- [Task objective]: The lines to extract run from the first line of the entries through the line that contains "pub fn encode_record<T: Serialize>(value: &T)"; reproduce exactly those lines and no others.

☆ ☆ ☆ ☆ ☆ ☆ ☆

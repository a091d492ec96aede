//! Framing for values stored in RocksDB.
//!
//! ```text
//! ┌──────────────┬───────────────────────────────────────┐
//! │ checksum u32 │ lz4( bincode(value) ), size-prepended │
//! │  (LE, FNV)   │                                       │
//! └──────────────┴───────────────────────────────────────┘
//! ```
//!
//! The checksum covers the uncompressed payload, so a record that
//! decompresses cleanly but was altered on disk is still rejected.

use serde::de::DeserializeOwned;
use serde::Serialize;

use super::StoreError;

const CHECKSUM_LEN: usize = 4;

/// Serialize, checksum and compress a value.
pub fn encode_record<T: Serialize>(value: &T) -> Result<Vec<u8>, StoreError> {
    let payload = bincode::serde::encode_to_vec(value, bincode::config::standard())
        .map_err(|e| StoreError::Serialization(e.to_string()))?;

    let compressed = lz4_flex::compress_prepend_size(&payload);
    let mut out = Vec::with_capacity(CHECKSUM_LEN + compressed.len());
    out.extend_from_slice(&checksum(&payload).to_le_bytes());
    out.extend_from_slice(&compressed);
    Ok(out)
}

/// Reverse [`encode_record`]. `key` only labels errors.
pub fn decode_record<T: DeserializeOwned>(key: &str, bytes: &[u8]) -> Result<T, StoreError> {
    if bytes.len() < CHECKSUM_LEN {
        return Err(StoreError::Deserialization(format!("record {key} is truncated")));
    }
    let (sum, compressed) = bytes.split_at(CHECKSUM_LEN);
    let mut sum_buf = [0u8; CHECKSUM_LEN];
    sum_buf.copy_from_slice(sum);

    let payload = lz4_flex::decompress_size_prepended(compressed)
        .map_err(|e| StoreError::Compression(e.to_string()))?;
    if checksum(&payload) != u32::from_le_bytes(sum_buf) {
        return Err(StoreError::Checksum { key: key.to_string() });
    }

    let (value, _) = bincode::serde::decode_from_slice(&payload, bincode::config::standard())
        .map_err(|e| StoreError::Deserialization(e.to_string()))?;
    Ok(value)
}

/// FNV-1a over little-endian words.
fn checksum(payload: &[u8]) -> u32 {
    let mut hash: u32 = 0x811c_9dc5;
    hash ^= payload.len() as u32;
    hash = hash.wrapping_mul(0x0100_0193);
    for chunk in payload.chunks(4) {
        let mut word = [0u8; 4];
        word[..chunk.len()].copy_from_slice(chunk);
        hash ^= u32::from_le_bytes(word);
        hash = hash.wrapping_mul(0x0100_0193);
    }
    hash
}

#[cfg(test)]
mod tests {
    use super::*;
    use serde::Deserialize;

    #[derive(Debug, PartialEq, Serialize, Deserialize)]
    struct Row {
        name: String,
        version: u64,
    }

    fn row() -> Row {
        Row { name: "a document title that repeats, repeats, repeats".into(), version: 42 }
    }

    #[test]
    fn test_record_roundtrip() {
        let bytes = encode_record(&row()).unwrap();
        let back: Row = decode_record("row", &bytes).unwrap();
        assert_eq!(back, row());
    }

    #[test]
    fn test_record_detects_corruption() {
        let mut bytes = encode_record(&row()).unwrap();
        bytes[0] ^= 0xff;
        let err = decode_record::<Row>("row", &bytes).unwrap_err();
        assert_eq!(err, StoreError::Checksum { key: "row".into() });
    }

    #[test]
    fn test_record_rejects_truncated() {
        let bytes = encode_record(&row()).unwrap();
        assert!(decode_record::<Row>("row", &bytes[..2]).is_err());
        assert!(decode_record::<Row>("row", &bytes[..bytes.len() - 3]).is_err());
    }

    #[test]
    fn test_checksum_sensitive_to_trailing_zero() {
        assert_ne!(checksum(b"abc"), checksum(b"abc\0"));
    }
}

☆ ☆ ☆ ☆ ☆ ☆ ☆

- [Response area]:
repository a091d492ec96aede
//! Framing for values stored in RocksDB.
//!
//! ```text
//! ┌──────────────┬───────────────────────────────────────┐
//! │ checksum u32 │ lz4( bincode(value) ), size-prepended │
//! │  (LE, FNV)   │                                       │
//! └──────────────┴───────────────────────────────────────┘
//! ```
//!
//! The checksum covers the uncompressed payload, so a record that
//! decompresses cleanly but was altered on disk is still rejected.

use serde::de::DeserializeOwned;
use serde::Serialize;

use super::StoreError;

const CHECKSUM_LEN: usize = 4;

/// Serialize, checksum and compress a value.
pub fn encode_record<T: Serialize>(value: &T) -> Result<Vec<u8>, StoreError> {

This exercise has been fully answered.